Extended Data Fig. 3: The influence of intertumoral heterogeneity on the discordance of genome-wide somatic profiles between paired biopsies.

a, Boxplot of the fraction of genomic alterations private to the first biopsy (lost alterations, as a fraction of the total number of alterations in the first biopsy), stratified for pairs obtained from the same lesion (n = 83 pairs) or pairs obtained from different lesions (n = 92 pairs). Different classes of genomic alterations are plotted separately: nucleotide substitutions (all, clonal, subclonal), indels (all, clonal, subclonal), structural variants (SVs). Clonal alterations have a probability of clonality above >95%, whereas subclonal alterations have a probability of subclonality >95%. Box center lines, box ranges, whiskers, and dots indicate medians, quartiles, 1.5 interquartile ranges, and outliers, respectively. Two-sided Wilcoxon rank sum test-based P-values are shown (red for significant associations).
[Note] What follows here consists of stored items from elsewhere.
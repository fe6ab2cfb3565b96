//! Immutable catalog snapshots.

use std::collections::HashMap;

use chrono::{DateTime, Utc};
use serde::Serialize;
use sha2::{Digest, Sha256};

use super::capability::Capability;

/// One published view of the aggregate catalog.
///
/// Never mutated after construction; the aggregator swaps in a new
/// `Arc<CatalogSnapshot>` on every rebuild.
#[derive(Debug, Clone, Serialize)]
pub struct CatalogSnapshot {
    pub version: u64,
    pub built_at: DateTime<Utc>,
    /// SHA-256 over qualified names, descriptions and schemas.
    pub fingerprint: String,
    /// Sorted by qualified name.
    capabilities: Vec<Capability>,
    #[serde(skip)]
    index: HashMap<String, usize>,
}

impl CatalogSnapshot {
    /// Build a snapshot, sorting by qualified name and dropping repeated
    /// names (first occurrence wins).
    pub fn build(version: u64, capabilities: impl IntoIterator<Item = Capability>) -> Self {
        let mut capabilities: Vec<Capability> = capabilities.into_iter().collect();
        // Stable, so the first occurrence of a repeated name stays first.
        capabilities.sort_by(|a, b| a.qualified_name.cmp(&b.qualified_name));

        let before = capabilities.len();
        capabilities.dedup_by(|later, earlier| later.qualified_name == earlier.qualified_name);
        if capabilities.len() != before {
            tracing::warn!(
                dropped = before - capabilities.len(),
                "duplicate qualified names in catalog"
            );
        }

        let index = capabilities
            .iter()
            .enumerate()
            .map(|(i, c)| (c.qualified_name.clone(), i))
            .collect();

        Self {
            version,
            built_at: Utc::now(),
            fingerprint: fingerprint(&capabilities),
            capabilities,
            index,
        }
    }

    /// An empty snapshot at version 0.
    pub fn empty() -> Self {
        Self::build(0, Vec::new())
    }

    pub fn get(&self, qualified_name: &str) -> Option<&Capability> {
        self.index.get(qualified_name).map(|&i| &self.capabilities[i])
    }

    pub fn contains(&self, qualified_name: &str) -> bool {
        self.index.contains_key(qualified_name)
    }

    pub fn capabilities(&self) -> &[Capability] {
        &self.capabilities
    }

    pub fn qualified_names(&self) -> Vec<String> {
        self.capabilities
            .iter()
            .map(|c| c.qualified_name.clone())
            .collect()
    }

    /// Capabilities belonging to one backend.
    pub fn for_backend<'a>(&'a self, backend_id: &'a str) -> impl Iterator<Item = &'a Capability> {
        self.capabilities
            .iter()
            .filter(move |c| c.backend_id == backend_id)
    }

    pub fn len(&self) -> usize {
        self.capabilities.len()
    }

    pub fn is_empty(&self) -> bool {
        self.capabilities.is_empty()
    }
}

fn fingerprint(capabilities: &[Capability]) -> String {
    let mut hasher = Sha256::new();
    for cap in capabilities {
        hasher.update(cap.qualified_name.as_bytes());
        hasher.update([0u8]);
        hasher.update(cap.description.as_bytes());
        hasher.update([0u8]);
        hasher.update(cap.input_schema.to_string().as_bytes());
        hasher.update([0xffu8]);
    }
    format!("{:x}", hasher.finalize())
}
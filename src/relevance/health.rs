//! Relevance service health and circuit breaker state.
//!
//! Everything lives in atomics so the list path never takes a lock to
//! decide whether to call out. Timestamps are milliseconds since an
//! internal epoch, offset by one so that `0` means "never".

use std::sync::atomic::{AtomicBool, AtomicI64, AtomicU32, Ordering};
use std::time::Duration;

use serde::Serialize;
use tokio::time::Instant;

use super::errors::RelevanceError;

/// Consecutive failures that open the circuit.
pub const DEFAULT_FAILURE_THRESHOLD: u32 = 3;

/// How long an open circuit short-circuits calls.
pub const DEFAULT_COOLDOWN: Duration = Duration::from_secs(30);

/// How long a health probe result is trusted.
pub const DEFAULT_HEALTH_TTL: Duration = Duration::from_secs(30);

#[derive(Debug, Clone, Copy, PartialEq, Eq, Serialize)]
#[serde(rename_all = "snake_case")]
pub enum CircuitState {
    Closed,
    Open,
    /// Cooldown elapsed; one probe call may go through.
    HalfOpen,
}

/// Shared health and breaker state for one relevance service.
#[derive(Debug)]
pub struct RelevanceHealth {
    epoch: Instant,
    healthy: AtomicBool,
    last_checked_ms: AtomicI64,
    health_ttl: Duration,
    consecutive_failures: AtomicU32,
    opened_at_ms: AtomicI64,
    probe_in_flight: AtomicBool,
    failure_threshold: u32,
    cooldown: Duration,
}

impl Default for RelevanceHealth {
    fn default() -> Self {
        Self::new(DEFAULT_FAILURE_THRESHOLD, DEFAULT_COOLDOWN, DEFAULT_HEALTH_TTL)
    }
}

impl RelevanceHealth {
    pub fn new(failure_threshold: u32, cooldown: Duration, health_ttl: Duration) -> Self {
        Self {
            epoch: Instant::now(),
            healthy: AtomicBool::new(false),
            last_checked_ms: AtomicI64::new(0),
            health_ttl,
            consecutive_failures: AtomicU32::new(0),
            opened_at_ms: AtomicI64::new(0),
            probe_in_flight: AtomicBool::new(false),
            failure_threshold: failure_threshold.max(1),
            cooldown,
        }
    }

    fn now_ms(&self) -> i64 {
        self.epoch.elapsed().as_millis() as i64 + 1
    }

    fn since_ms(&self, stamp: i64) -> u64 {
        (self.now_ms() - stamp).max(0) as u64
    }

    // ─── Circuit ─────────────────────────────────────────────────────────

    pub fn circuit_state(&self) -> CircuitState {
        let opened_at = self.opened_at_ms.load(Ordering::Acquire);
        if opened_at == 0 {
            CircuitState::Closed
        } else if self.since_ms(opened_at) < self.cooldown.as_millis() as u64 {
            CircuitState::Open
        } else {
            CircuitState::HalfOpen
        }
    }

    /// Ask permission to call the service.
    ///
    /// Closed: always granted. Open: refused. Half-open: granted to exactly
    /// one caller at a time, whose [`CallPermit::is_probe`] is true.
    pub fn try_acquire(&self) -> Result<CallPermit<'_>, RelevanceError> {
        match self.circuit_state() {
            CircuitState::Closed => Ok(CallPermit {
                health: self,
                probe: None,
            }),
            CircuitState::Open => Err(RelevanceError::CircuitOpen),
            CircuitState::HalfOpen => self
                .probe_in_flight
                .compare_exchange(false, true, Ordering::AcqRel, Ordering::Acquire)
                .map(|_| CallPermit {
                    health: self,
                    probe: Some(ProbeGuard { health: self }),
                })
                .map_err(|_| RelevanceError::CircuitOpen),
        }
    }

    /// A call succeeded: reset failures and close the circuit.
    pub fn record_success(&self) {
        self.consecutive_failures.store(0, Ordering::Release);
        self.healthy.store(true, Ordering::Release);
        self.last_checked_ms.store(self.now_ms(), Ordering::Release);
        if self.opened_at_ms.swap(0, Ordering::AcqRel) != 0 {
            tracing::info!("relevance circuit closed");
        }
    }

    /// A call failed: count it, and open the circuit at the threshold.
    ///
    /// Failures reported while the circuit is already open (calls admitted
    /// before it opened) are counted but leave the cooldown alone.
    pub fn record_failure(&self) {
        let failures = self.consecutive_failures.fetch_add(1, Ordering::AcqRel) + 1;
        if failures < self.failure_threshold {
            return;
        }
        let opened = self
            .opened_at_ms
            .compare_exchange(0, self.now_ms(), Ordering::AcqRel, Ordering::Acquire)
            .is_ok();
        if opened {
            tracing::warn!(
                failures,
                cooldown_secs = self.cooldown.as_secs(),
                "relevance circuit opened"
            );
        }
    }

    /// The half-open probe failed: restart the cooldown.
    fn reopen(&self) {
        let failures = self.consecutive_failures.fetch_add(1, Ordering::AcqRel) + 1;
        self.opened_at_ms.store(self.now_ms(), Ordering::Release);
        tracing::warn!(failures, "relevance probe failed, circuit re-opened");
    }

    /// Force the circuit open now.
    pub fn trip(&self) {
        self.consecutive_failures
            .fetch_max(self.failure_threshold, Ordering::AcqRel);
        self.opened_at_ms.store(self.now_ms(), Ordering::Release);
        tracing::warn!("relevance circuit forced open");
    }

    // ─── Health cache ────────────────────────────────────────────────────

    /// The last probe result, if it is younger than the health TTL.
    pub fn cached_health(&self) -> Option<bool> {
        let checked = self.last_checked_ms.load(Ordering::Acquire);
        if checked == 0 || self.since_ms(checked) >= self.health_ttl.as_millis() as u64 {
            return None;
        }
        Some(self.healthy.load(Ordering::Acquire))
    }

    pub fn record_probe(&self, healthy: bool) {
        self.healthy.store(healthy, Ordering::Release);
        self.last_checked_ms.store(self.now_ms(), Ordering::Release);
    }

    pub fn consecutive_failures(&self) -> u32 {
        self.consecutive_failures.load(Ordering::Acquire)
    }

    pub fn status(&self) -> HealthStatus {
        let checked = self.last_checked_ms.load(Ordering::Acquire);
        HealthStatus {
            healthy: self.cached_health(),
            circuit: self.circuit_state(),
            consecutive_failures: self.consecutive_failures(),
            last_checked_ms_ago: (checked != 0).then(|| self.since_ms(checked)),
        }
    }
}

/// Permission to make one relevance call. Report the outcome with
/// [`CallPermit::succeeded`] or [`CallPermit::failed`]; dropping it reports
/// nothing.
#[derive(Debug)]
pub struct CallPermit<'a> {
    health: &'a RelevanceHealth,
    probe: Option<ProbeGuard<'a>>,
}

impl CallPermit<'_> {
    pub fn is_probe(&self) -> bool {
        self.probe.is_some()
    }

    /// The call worked: close the circuit.
    pub fn succeeded(self) {
        self.health.record_success();
    }

    /// The call failed. A failed probe re-opens the circuit; any other
    /// failure counts toward the threshold.
    pub fn failed(self) {
        if self.is_probe() {
            self.health.reopen();
        } else {
            self.health.record_failure();
        }
    }
}

/// Releases the half-open probe slot however the probe ends.
#[derive(Debug)]
struct ProbeGuard<'a> {
    health: &'a RelevanceHealth,
}

impl Drop for ProbeGuard<'_> {
    fn drop(&mut self) {
        self.health.probe_in_flight.store(false, Ordering::Release);
    }
}

/// Point-in-time view of [`RelevanceHealth`].
#[derive(Debug, Clone, PartialEq, Serialize)]
pub struct HealthStatus {
    /// `None` when no fresh probe result is cached.
    pub healthy: Option<bool>,
    pub circuit: CircuitState,
    pub consecutive_failures: u32,
    pub last_checked_ms_ago: Option<u64>,
}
Only paired biopsies for which it was known whether or not the two biopsies were obtained from the same lesion were used for this analysis (n = 175). b, As A, but the y-axis represents the fraction of alterations private to the second biopsy (gained alterations, as a fraction of the total number of alterations in the second biopsy). c, As A, but the y-axis indicates the Pearson correlation coefficient for the copy number profiles of biopsy pairs.